> Data records:
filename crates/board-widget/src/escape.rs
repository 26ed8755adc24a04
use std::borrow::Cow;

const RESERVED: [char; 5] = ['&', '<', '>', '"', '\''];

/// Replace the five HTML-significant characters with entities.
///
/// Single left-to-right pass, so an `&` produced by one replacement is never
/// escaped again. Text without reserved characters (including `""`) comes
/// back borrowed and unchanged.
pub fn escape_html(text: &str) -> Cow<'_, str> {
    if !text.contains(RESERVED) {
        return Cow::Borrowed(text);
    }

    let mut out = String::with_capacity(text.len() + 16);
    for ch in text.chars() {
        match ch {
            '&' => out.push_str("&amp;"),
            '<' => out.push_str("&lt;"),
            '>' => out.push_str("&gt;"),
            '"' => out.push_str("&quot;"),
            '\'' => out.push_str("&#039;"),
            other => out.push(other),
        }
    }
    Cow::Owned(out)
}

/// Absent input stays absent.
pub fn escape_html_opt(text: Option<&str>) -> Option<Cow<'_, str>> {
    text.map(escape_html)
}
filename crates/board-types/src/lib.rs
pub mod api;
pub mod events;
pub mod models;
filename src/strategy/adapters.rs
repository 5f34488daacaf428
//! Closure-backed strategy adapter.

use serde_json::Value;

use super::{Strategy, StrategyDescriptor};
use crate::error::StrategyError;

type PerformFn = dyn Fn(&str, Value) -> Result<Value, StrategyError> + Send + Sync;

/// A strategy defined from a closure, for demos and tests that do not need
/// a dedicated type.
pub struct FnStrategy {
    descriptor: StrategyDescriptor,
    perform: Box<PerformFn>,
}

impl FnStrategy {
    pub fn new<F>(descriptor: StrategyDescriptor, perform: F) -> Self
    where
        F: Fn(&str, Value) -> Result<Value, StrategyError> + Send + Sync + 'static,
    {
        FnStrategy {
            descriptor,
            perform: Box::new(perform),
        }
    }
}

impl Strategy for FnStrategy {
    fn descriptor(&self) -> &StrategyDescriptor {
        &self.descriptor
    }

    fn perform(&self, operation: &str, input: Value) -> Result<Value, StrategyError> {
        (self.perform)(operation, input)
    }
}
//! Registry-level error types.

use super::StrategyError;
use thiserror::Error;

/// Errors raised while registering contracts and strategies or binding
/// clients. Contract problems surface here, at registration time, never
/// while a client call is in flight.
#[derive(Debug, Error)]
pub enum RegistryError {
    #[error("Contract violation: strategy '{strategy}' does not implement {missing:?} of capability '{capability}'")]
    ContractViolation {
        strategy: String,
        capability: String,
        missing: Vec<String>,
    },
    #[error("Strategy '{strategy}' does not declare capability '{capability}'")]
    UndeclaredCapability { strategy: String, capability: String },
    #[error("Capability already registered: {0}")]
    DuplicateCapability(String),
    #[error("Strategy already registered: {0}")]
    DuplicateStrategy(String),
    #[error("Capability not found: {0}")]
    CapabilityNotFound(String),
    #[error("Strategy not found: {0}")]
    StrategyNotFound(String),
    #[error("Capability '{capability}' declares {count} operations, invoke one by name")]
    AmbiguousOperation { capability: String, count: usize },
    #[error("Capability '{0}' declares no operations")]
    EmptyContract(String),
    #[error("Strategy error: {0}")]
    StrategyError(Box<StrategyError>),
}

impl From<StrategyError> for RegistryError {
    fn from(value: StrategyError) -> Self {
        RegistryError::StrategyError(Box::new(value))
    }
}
==
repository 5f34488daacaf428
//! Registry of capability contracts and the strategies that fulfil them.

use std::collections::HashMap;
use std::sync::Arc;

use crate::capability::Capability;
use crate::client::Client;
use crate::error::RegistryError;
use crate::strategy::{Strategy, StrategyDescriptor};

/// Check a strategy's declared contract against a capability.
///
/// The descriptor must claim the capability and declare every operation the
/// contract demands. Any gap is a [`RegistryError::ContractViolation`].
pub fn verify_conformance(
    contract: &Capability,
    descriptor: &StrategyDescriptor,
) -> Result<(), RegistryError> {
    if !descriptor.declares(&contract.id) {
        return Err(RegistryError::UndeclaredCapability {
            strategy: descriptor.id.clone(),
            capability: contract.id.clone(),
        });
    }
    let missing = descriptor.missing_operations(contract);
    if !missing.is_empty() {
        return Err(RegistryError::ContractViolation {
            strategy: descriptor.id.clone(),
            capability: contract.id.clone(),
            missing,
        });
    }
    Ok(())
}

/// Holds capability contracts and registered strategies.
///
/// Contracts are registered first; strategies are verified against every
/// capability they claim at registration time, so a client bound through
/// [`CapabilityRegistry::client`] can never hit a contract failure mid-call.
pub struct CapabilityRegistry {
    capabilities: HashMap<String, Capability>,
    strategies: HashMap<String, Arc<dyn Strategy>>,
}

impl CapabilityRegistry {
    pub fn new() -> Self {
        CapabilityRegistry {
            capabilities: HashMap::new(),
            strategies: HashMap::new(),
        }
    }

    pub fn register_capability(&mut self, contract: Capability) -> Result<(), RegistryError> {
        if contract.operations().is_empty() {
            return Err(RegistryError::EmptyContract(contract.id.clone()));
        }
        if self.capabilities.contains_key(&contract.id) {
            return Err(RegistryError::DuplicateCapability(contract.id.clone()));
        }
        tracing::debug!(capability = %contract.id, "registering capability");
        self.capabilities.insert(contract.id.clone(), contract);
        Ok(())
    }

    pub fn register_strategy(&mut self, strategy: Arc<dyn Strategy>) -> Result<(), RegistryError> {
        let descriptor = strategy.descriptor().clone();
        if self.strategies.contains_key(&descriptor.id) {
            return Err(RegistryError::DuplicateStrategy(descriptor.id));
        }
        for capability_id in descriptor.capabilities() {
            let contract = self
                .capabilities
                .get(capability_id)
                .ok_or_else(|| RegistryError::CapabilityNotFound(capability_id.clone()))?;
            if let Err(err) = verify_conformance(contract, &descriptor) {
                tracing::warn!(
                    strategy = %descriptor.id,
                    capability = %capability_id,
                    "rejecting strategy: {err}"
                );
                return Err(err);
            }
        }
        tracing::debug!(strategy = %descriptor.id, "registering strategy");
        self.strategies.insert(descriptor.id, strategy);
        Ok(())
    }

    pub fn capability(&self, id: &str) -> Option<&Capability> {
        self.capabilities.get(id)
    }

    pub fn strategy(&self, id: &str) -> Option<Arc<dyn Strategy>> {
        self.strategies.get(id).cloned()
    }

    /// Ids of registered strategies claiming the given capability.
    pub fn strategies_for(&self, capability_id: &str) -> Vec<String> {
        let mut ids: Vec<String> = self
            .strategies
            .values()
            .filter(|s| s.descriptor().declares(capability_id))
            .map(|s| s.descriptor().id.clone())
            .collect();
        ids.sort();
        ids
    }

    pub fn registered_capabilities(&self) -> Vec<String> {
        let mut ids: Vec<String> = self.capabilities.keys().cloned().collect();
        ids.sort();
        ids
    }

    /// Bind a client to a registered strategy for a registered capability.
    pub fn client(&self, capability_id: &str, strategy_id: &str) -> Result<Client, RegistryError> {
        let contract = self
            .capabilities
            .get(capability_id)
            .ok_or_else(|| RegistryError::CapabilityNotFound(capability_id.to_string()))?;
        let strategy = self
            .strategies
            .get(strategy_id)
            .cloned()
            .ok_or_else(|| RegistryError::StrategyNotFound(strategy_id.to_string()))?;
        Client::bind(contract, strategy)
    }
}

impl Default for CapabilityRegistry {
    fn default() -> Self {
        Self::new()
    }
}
...
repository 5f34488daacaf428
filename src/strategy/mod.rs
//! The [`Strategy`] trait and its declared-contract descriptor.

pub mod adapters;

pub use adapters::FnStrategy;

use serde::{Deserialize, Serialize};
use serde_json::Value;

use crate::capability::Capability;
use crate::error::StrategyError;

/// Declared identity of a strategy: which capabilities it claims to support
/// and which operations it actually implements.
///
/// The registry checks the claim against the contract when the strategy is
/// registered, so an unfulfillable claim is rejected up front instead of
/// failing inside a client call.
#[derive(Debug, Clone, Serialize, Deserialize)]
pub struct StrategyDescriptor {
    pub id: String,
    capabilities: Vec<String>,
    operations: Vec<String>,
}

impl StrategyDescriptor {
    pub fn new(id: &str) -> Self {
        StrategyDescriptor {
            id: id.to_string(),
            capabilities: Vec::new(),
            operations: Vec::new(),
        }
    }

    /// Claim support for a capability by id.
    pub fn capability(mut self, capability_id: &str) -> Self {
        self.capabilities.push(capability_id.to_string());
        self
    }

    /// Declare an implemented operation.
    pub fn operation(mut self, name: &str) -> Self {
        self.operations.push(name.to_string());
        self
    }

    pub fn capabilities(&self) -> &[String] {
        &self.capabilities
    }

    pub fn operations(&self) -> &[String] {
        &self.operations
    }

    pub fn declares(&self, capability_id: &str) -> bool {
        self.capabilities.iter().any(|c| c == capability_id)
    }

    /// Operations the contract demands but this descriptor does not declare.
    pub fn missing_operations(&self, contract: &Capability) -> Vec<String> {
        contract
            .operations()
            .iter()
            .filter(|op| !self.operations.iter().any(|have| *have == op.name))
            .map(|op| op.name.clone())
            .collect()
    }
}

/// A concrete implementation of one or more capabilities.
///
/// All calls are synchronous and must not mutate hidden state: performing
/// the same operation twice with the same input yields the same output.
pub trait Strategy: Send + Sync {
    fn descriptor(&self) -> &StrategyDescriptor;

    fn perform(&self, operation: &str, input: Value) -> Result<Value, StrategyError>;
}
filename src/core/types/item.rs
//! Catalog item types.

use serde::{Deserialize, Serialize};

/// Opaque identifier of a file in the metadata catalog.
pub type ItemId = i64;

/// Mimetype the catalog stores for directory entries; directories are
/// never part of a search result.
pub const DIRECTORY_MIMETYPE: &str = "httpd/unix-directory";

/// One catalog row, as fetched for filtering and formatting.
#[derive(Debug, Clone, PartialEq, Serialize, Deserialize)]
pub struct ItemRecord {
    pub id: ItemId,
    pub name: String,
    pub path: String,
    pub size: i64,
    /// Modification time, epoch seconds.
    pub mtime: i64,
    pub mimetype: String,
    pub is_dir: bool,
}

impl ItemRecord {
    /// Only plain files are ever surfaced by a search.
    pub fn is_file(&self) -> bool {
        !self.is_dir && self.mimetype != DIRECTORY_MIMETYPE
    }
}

> What the task asks:
Your answer must be the lines above from the one containing "return Err(RegistryError::DuplicateStrategy(descriptor.id));" to the one containing "the given capability.", both included, restated word for word.

> Task result:
            return Err(RegistryError::DuplicateStrategy(descriptor.id));
        }
        for capability_id in descriptor.capabilities() {
            let contract = self
                .capabilities
                .get(capability_id)
                .ok_or_else(|| RegistryError::CapabilityNotFound(capability_id.clone()))?;
            if let Err(err) = verify_conformance(contract, &descriptor) {
                tracing::warn!(
                    strategy = %descriptor.id,
                    capability = %capability_id,
                    "rejecting strategy: {err}"
                );
                return Err(err);
            }
        }
        tracing::debug!(strategy = %descriptor.id, "registering strategy");
        self.strategies.insert(descriptor.id, strategy);
        Ok(())
    }

    pub fn capability(&self, id: &str) -> Option<&Capability> {
        self.capabilities.get(id)
    }

    pub fn strategy(&self, id: &str) -> Option<Arc<dyn Strategy>> {
        self.strategies.get(id).cloned()
    }

    /// Ids of registered strategies claiming the given capability.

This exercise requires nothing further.